→ Problem details
Repeat exactly the lines of the listing below, please, starting with the first and ending with the line containing "let expires_at_ms = restore.expires_at_ms.or_else(||"; leave out the rest.

→ Extracted information

^^^^

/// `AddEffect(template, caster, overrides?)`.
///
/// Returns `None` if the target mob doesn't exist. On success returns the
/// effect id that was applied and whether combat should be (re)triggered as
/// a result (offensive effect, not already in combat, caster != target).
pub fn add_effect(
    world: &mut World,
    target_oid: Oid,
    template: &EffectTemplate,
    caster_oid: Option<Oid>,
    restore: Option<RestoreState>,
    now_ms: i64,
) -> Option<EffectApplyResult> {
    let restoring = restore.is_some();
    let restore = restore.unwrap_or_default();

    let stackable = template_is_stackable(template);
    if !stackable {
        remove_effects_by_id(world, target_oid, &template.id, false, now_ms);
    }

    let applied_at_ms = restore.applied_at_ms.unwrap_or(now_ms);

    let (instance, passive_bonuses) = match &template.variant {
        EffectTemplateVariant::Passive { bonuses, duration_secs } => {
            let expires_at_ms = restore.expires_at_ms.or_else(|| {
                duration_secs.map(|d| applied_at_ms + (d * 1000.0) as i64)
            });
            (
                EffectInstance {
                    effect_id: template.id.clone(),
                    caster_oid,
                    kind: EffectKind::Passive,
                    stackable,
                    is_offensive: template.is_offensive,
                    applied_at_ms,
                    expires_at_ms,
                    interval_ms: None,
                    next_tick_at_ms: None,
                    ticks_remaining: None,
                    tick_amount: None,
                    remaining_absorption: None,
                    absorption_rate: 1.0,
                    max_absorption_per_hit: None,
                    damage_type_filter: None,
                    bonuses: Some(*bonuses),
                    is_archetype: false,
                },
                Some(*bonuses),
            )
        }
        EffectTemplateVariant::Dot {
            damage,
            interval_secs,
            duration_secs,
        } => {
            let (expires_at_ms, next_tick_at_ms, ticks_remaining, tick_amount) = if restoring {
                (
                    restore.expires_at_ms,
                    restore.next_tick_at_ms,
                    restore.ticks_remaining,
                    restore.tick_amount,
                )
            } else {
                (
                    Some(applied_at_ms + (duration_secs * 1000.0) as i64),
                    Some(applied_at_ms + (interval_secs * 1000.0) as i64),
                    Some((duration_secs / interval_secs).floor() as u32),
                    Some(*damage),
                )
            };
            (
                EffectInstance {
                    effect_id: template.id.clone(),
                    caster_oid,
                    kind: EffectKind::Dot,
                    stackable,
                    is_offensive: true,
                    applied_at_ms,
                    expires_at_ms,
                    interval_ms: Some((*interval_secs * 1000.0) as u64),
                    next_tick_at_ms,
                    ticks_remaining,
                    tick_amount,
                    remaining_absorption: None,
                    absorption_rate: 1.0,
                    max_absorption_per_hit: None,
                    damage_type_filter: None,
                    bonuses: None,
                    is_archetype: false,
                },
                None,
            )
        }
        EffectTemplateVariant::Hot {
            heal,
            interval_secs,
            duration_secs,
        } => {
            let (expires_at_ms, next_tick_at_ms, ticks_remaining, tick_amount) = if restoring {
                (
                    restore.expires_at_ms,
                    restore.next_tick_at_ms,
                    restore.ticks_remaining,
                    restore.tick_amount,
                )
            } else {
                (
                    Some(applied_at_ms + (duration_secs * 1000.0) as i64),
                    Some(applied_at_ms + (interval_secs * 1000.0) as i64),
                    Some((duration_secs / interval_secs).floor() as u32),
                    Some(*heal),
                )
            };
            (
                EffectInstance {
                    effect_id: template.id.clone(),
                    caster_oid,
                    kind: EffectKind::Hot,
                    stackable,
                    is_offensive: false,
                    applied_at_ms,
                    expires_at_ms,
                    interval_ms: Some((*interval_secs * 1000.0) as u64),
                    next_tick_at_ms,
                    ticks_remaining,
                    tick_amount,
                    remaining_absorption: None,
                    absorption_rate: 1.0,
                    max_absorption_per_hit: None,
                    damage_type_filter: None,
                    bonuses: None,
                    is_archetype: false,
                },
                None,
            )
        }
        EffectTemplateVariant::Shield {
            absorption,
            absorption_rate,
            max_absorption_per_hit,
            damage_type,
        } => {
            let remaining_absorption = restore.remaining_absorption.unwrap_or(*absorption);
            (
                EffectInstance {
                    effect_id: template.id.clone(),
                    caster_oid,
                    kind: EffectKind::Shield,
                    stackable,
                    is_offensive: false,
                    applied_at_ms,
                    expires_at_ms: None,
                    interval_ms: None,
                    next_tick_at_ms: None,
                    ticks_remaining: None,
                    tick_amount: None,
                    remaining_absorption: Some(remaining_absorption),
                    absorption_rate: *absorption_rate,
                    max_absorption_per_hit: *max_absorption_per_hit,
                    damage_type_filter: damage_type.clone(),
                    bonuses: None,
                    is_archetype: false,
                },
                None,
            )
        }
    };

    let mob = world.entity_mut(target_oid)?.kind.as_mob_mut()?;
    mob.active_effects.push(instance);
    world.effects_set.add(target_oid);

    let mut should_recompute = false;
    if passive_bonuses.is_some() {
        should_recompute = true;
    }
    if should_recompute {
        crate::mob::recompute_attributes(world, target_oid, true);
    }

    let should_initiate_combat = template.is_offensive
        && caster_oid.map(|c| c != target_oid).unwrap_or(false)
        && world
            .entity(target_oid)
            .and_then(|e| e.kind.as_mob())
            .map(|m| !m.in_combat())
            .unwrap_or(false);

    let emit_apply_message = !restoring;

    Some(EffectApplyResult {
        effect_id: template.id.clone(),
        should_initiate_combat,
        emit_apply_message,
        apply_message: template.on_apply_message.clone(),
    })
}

^^^^

→ Finished exercise
/// `AddEffect(template, caster, overrides?)`.
///
/// Returns `None` if the target mob doesn't exist. On success returns the
/// effect id that was applied and whether combat should be (re)triggered as
/// a result (offensive effect, not already in combat, caster != target).
pub fn add_effect(
    world: &mut World,
    target_oid: Oid,
    template: &EffectTemplate,
    caster_oid: Option<Oid>,
    restore: Option<RestoreState>,
    now_ms: i64,
) -> Option<EffectApplyResult> {
    let restoring = restore.is_some();
    let restore = restore.unwrap_or_default();

    let stackable = template_is_stackable(template);
    if !stackable {
        remove_effects_by_id(world, target_oid, &template.id, false, now_ms);
    }

    let applied_at_ms = restore.applied_at_ms.unwrap_or(now_ms);

    let (instance, passive_bonuses) = match &template.variant {
        EffectTemplateVariant::Passive { bonuses, duration_secs } => {
            let expires_at_ms = restore.expires_at_ms.or_else(|| {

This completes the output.